How can we learn from early online music platforms like MySpace and Last.fm? Bas Grasmayer looks at how those services addressed particular behaviours more effectively than their current equivalents.
One of the keys to success for startups is to identify a particular behaviour, create a solution that improves that behaviour, and then monopolize it.
- Google has monopolized online search behaviour. We refer to the behaviour as Googling, not as Binging nor as Yahooing. Even Facebook tried to get in on the action, by offering web search from Facebook through a partnership with Bing, but they gave up that fight 2.5 years ago.
- Shazam has monopolized song playback identification.
- Snapchat, for a while, monopolized a very specific type of video sharing. Vine monopolized another.
When looking back at the online music landscape, you may see particular behaviours that were at one point in time much better addressed than now. I recently wrote about the fall of MySpace, the rise of Facebook, Spotify, and Soundcloud, and the return to another ‘MySpace moment’ where those platforms are reaching maturity or are simply struggling and unable to continue serving their early adopter audiences as well as they have been.
Music & identity expression
An obvious behaviour that is not well-addressed by any major service at the moment, is the use of music to express one’s identity. This spells opportunity.
For the uninitiated: on MySpace, people would add long lists of bands to their profiles in order to show what bands they were into. These lists would offer a way for strangers and friends to strike up conversations. This was pre-Twitter, pre-Facebook — MySpace was the most important social network in the world, and people would connect to each other on the base of tastes in music. Later, users could add a favourite song to their profiles.

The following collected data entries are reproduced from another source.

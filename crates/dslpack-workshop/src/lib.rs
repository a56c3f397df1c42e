mod closure;
mod gateway;
mod identify;
mod layout;
mod lock;
mod source;
mod store;

pub use closure::MAX_CLOSURE_PACKAGES;
pub use gateway::FetchGateway;
pub use identify::identify_package;
pub use layout::{default_workshop_root, WorkshopLayout, ROOT_ENV_VAR};
pub use lock::{lock_path_for, WorkshopLock, LOCK_SUFFIX};
pub use source::{FetchRequest, PackageSource, Progress};
pub use store::{GetOutcome, GetStatus, Workshop};

pub use dslpack_core::{Package, PackageCoordinate, WorkshopConfig, WorkshopError};

#[cfg(test)]
mod tests;
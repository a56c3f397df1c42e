use std::io;
use std::path::PathBuf;

/// Opaque error produced by an external collaborator (fetcher, tag lookup).
pub type BoxError = Box<dyn std::error::Error + Send + Sync + 'static>;

#[derive(Debug, thiserror::Error)]
pub enum WorkshopError {
    #[error("malformed package spec '{spec}': {reason}")]
    MalformedSpec { spec: String, reason: String },

    #[error("\"{existing}\" and \"{incoming}\" share the alias \"{alias}\", choose a different alias")]
    AliasCollision {
        alias: String,
        existing: String,
        incoming: String,
    },

    #[error("replace target for '{package}' does not exist: {}", .path.display())]
    ReplaceTargetMissing {
        package: String,
        path: PathBuf,
        source: io::Error,
    },

    #[error("replace target for '{package}' is not an application root (missing {marker}): {}", .path.display())]
    ReplaceTargetInvalid {
        package: String,
        path: PathBuf,
        marker: &'static str,
    },

    #[error(
        "{} is locked, another process may be running; if the lock is stale remove {} or run `dslpack unlock`",
        .manifest.display(),
        .lock.display()
    )]
    LockHeld { manifest: PathBuf, lock: PathBuf },

    #[error("failed fetching '{package}'")]
    FetchFailure { package: String, source: BoxError },

    #[error("failed resolving latest release of '{address}'")]
    ReleaseLookup { address: String, source: BoxError },

    #[error("failed listing dependencies of '{package}'")]
    DependencyListing { package: String, source: BoxError },

    #[error("dependency closure of '{root}' exceeds {limit} packages")]
    ClosureTooLarge { root: String, limit: usize },

    #[error("failed {action} {}", .path.display())]
    PersistFailure {
        action: &'static str,
        path: PathBuf,
        source: io::Error,
    },

    #[error("invalid manifest {}", .path.display())]
    ManifestParse {
        path: PathBuf,
        source: serde_json::Error,
    },

    #[error("invalid configuration {}", .path.display())]
    Config {
        path: PathBuf,
        source: toml::de::Error,
    },
}

impl WorkshopError {
    pub fn malformed(spec: &str, reason: impl Into<String>) -> Self {
        Self::MalformedSpec {
            spec: spec.to_string(),
            reason: reason.into(),
        }
    }

    pub fn persist(action: &'static str, path: impl Into<PathBuf>, source: io::Error) -> Self {
        Self::PersistFailure {
            action,
            path: path.into(),
            source,
        }
    }
}
use std::path::PathBuf;

use dslpack_core::{Package, WorkshopConfig, WorkshopError};
use tracing::debug;

use crate::layout::WorkshopLayout;
use crate::source::{FetchRequest, PackageSource, Progress};

pub struct FetchGateway<'a> {
    layout: &'a WorkshopLayout,
    config: &'a WorkshopConfig,
}

impl<'a> FetchGateway<'a> {
    pub fn new(layout: &'a WorkshopLayout, config: &'a WorkshopConfig) -> Self {
        Self { layout, config }
    }

    pub fn request_for(&self, package: &Package) -> FetchRequest {
        FetchRequest {
            options: self.config.host_options(package.host()),
            cache_dir: self.layout.cache_dir(),
            packages_dir: self.layout.packages_dir(),
        }
    }

    /// Returns the local directory holding `package`. Replaced packages are
    /// served from their local path without touching the source.
    pub fn fetch(
        &self,
        source: &dyn PackageSource,
        package: &Package,
        progress: &mut Progress<'_>,
    ) -> Result<PathBuf, WorkshopError> {
        if let (true, Some(local_path)) = (package.replaced, &package.local_path) {
            progress(1, package, "using local replacement");
            return Ok(local_path.clone());
        }

        self.layout.ensure_base_dirs()?;
        let request = self.request_for(package);
        debug!(package = %package, cache = %request.cache_dir.display(), "fetching package");
        source
            .fetch(package, &request, progress)
            .map_err(|err| WorkshopError::FetchFailure {
                package: package.unique_id().to_string(),
                source: err.into(),
            })
    }
}
use std::io::{self, Write};
use std::path::{Path, PathBuf};

use anyhow::{Context, Result};
use clap::{CommandFactory, Parser, Subcommand};
use clap_complete::Shell;
use dslpack_core::MANIFEST_FILE_NAME;
use dslpack_registry::GitPackageSource;
use dslpack_workshop::{default_workshop_root, Workshop, WorkshopLayout, WorkshopLock};
use tracing_subscriber::EnvFilter;

mod render;

use render::{
    current_output_style, render_get_outcome, render_package_line, render_status_line,
    FetchProgress,
};

const LOG_ENV_VAR: &str = "DSLPACK_LOG";

#[derive(Parser, Debug)]
#[command(name = "dslpack")]
#[command(about = "Dependency manager for git-hosted DSL packages", long_about = None)]
struct Cli {
    /// Project directory holding the workshop manifest.
    #[arg(long, default_value = ".")]
    dir: PathBuf,
    /// Shared cache and package root (defaults to $DSLPACK_ROOT or ~/.dslpack).
    #[arg(long)]
    root: Option<PathBuf>,
    #[command(subcommand)]
    command: Commands,
}

#[derive(Subcommand, Debug)]
enum Commands {
    /// Fetch a package and its dependencies and record them in the manifest.
    Get {
        spec: String,
        #[arg(long)]
        alias: Option<String>,
    },
    /// List required packages.
    List,
    /// Remove a stale manifest lock left by a crashed process.
    Unlock,
    /// Print the workshop root layout.
    Root,
    /// Generate shell completions.
    Completions { shell: Shell },
}

fn main() -> Result<()> {
    init_tracing();
    run_cli(Cli::parse())
}

fn init_tracing() {
    let filter = EnvFilter::try_from_env(LOG_ENV_VAR).unwrap_or_else(|_| EnvFilter::new("warn"));
    let _ = tracing_subscriber::fmt()
        .with_env_filter(filter)
        .with_target(false)
        .with_writer(io::stderr)
        .try_init();
}

fn run_cli(cli: Cli) -> Result<()> {
    let style = current_output_style();

    match cli.command {
        Commands::Get { spec, alias } => {
            let layout = resolve_layout(cli.root.as_deref())?;
            let mut workshop = Workshop::open(&cli.dir, layout)?;
            let source = GitPackageSource::new();

            let mut progress = FetchProgress::new(style);
            let outcome = workshop.get(
                &source,
                &spec,
                alias.as_deref(),
                &mut |total, package, message| progress.observe(total, package, message),
            );
            progress.finish();

            let outcome = outcome.with_context(|| format!("failed to get '{spec}'"))?;
            for line in render_get_outcome(style, &outcome) {
                println!("{line}");
            }
        }
        Commands::List => {
            let layout = resolve_layout(cli.root.as_deref())?;
            let workshop = Workshop::open(&cli.dir, layout)?;
            if workshop.packages().is_empty() {
                println!("No packages required");
            }
            for package in workshop.direct() {
                println!("{}", render_package_line(package));
            }
            for package in workshop.packages().iter().filter(|package| package.indirect) {
                println!("{}", render_package_line(package));
            }
        }
        Commands::Unlock => {
            let manifest = cli.dir.join(MANIFEST_FILE_NAME);
            if WorkshopLock::force_unlock(&manifest)? {
                println!(
                    "{}",
                    render_status_line(style, "unlocked", &manifest.display().to_string())
                );
            } else {
                println!("{} is not locked", manifest.display());
            }
        }
        Commands::Root => {
            let layout = resolve_layout(cli.root.as_deref())?;
            println!("root: {}", layout.root().display());
            println!("cache: {}", layout.cache_dir().display());
            println!("packages: {}", layout.packages_dir().display());
            println!("config: {}", layout.config_path().display());
        }
        Commands::Completions { shell } => {
            write_completions(shell, &mut io::stdout())?;
        }
    }

    Ok(())
}

fn resolve_layout(root: Option<&Path>) -> Result<WorkshopLayout> {
    let root = match root {
        Some(root) => root.to_path_buf(),
        None => default_workshop_root()?,
    };
    Ok(WorkshopLayout::new(root))
}

fn write_completions<W: Write>(shell: Shell, writer: &mut W) -> Result<()> {
    let mut command = Cli::command();
    let mut generated = Vec::new();
    clap_complete::generate(shell, &mut command, "dslpack", &mut generated);
    writer
        .write_all(&generated)
        .with_context(|| "failed writing generated completion script")
}
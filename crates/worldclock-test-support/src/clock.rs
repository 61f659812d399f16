//! Test clock — deterministic `Clock` implementation for tests.

use chrono::{DateTime, Utc};
use worldclock_core::clock::Clock;

/// A clock that always returns a fixed point in time.
#[derive(Debug, Clone, Copy)]
pub struct FixedClock(pub DateTime<Utc>);

impl Clock for FixedClock {
    fn now(&self) -> DateTime<Utc> {
        self.0
    }
}
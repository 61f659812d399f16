//! Shared test doubles for the world clock.

mod clock;
mod lookup;

pub use clock::FixedClock;
pub use lookup::{FailingCountryLookup, RecordingCountryLookup, StubCountryLookup};
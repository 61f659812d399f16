//! World Clock Lookup — HTTP adapter for the country-data service.
//!
//! Implements the `CountryLookup` port against the REST Countries v3.1
//! name search.

pub mod rest_countries;

pub use rest_countries::{LookupClientError, RestCountriesClient};
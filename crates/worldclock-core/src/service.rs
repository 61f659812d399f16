//! The time lookup operation.
//!
//! Resolves a country name to its first listed timezone through a
//! [`CountryLookup`] and formats the current instant there.

use crate::clock::Clock;
use crate::error::LookupError;
use crate::lookup::{CountryLookup, CountryTimezone};
use crate::snapshot::TimeSnapshot;
use crate::zone::ZoneSpec;

/// Returns the current time and date in `country`.
///
/// Blank input fails before any lookup is made. Otherwise exactly one lookup
/// call is issued.
///
/// # Errors
///
/// Returns `LookupError::InvalidRequest` if `country` is missing or blank.
/// Returns `LookupError::NotFound` if no country matches or it has no timezone.
/// Returns `LookupError::UpstreamFailure` if the lookup fails or the listed
/// timezone cannot be resolved.
pub async fn get_current_time(
    country: Option<&str>,
    lookup: &dyn CountryLookup,
    clock: &dyn Clock,
) -> Result<TimeSnapshot, LookupError> {
    let country = country
        .map(str::trim)
        .filter(|name| !name.is_empty())
        .ok_or(LookupError::InvalidRequest)?;

    let records = lookup.search_by_name(country).await?;
    let selected = CountryTimezone::from_records(records).ok_or(LookupError::NotFound)?;

    let zone = ZoneSpec::resolve(&selected.timezone)
        .map_err(|e| LookupError::UpstreamFailure(e.to_string()))?;

    Ok(TimeSnapshot::capture(
        selected.country,
        selected.timezone,
        zone,
        clock.now(),
    ))
}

Facebook, early on, mimicked this lists feature and still does: when you go to the ‘About’ section on a user profile, you can see all the artists they like, but people actually rarely visit those sections, let alone strike up conversations because of it.
Last.fm was another way in which users could connect to each other on the basis of music taste — you could see exactly how much someone listened to that artist you love/hate.
That all fragmented.
The behaviours still exist, even in some of the same places, but not at the scale that it used to. Now, we can share video of concerts on Snapchat and Instagram, or even via livestream on Facebook. We playback or dance to our favourite songs on Musically. We show off our awkward Shazams in the app’s social feed. Or we spam hashtags by being part of artist fan hordes on Twitter #BELIEBERS2017.
However, nothing quite allows us to show off our identities through music like those early platforms did. Has the web changed? Has music’s role in our societies changed? Sure, but has is changed that much?
Shazam is kind of close to getting it right, but the behaviour that drives their app, song identification, is actually something people are often shy about: it reveals their ignorance. Tinder, and other dating apps like Happn, are close to getting it right too, but for a specific purpose.
The sweet spot lies somewhere in between the social feed of Shazam, the ability to feature songs on your profile like on Tinder and Happn, and the dynamic and fun interactivity of apps like Snapchat and Musically.
There’s a big opportunity there if someone manages to crack it — but it needs a trojan horse: another behaviour that drives people into the app. Perhaps competing for the attention of their favourite artists.
Understanding your data
Last.fm made it really rewarding to share all your music playback data with the company (called ‘scrobbling’). I still do so to this day, but most of the social connections I had on the platform at the time seem to have disappeared.
Being able to see your data, your top artists, with cool analyses was great. Connecting to other users was great. But the big reward was in the fact that the more you played, the more feedback you gave the system in the form of ratings and tags, the more accurate and personalized their radio stations became. Then they put up a paywall for most of the world.
Spotify, where a number of staff from Last.fm’s heyday work, does offer their users some feedback about their listening habits, but not to the extent that Last.fm does. Instead, its algorithms and resulting recommendations remain somewhat mysterious.
Now that Spotify is starting to focus on audiences beyond the early adopters, there’s a small but growing opportunity to do something cool with providing users insight into their playback data. Not through “best of 2016” playlists, not through Daily Mix, Release Radar, or Discover Weekly, but by actually building beautiful user profiles (like Last.fm’s listening reports).
Again, it needs a trojan horse. The fact that Last.fm is not huge right now, despite their integration in Spotify, shows that just providing listening reports is not enough. Another problem is that it may be hard to collect playback data, unless you integrate with Spotify and / or Last.fm’s APIs, which means you can’t offer competing experiences.
There are other things you can count and track: time spent engaging with an artist’s social feeds, with other fans of the same artist, number of contributions to an artist’s wiki. You can tie that to a score system, like Genius does, then give users a compelling reason to dive back into their data.
These are not trends
These are things that run counter to the trends: the way the online music landscape has evolved has led us away from this. But gaps are emerging to do new things, to revive ideas that came too early, and to get it right this time in the context of engaging, mobile experiences.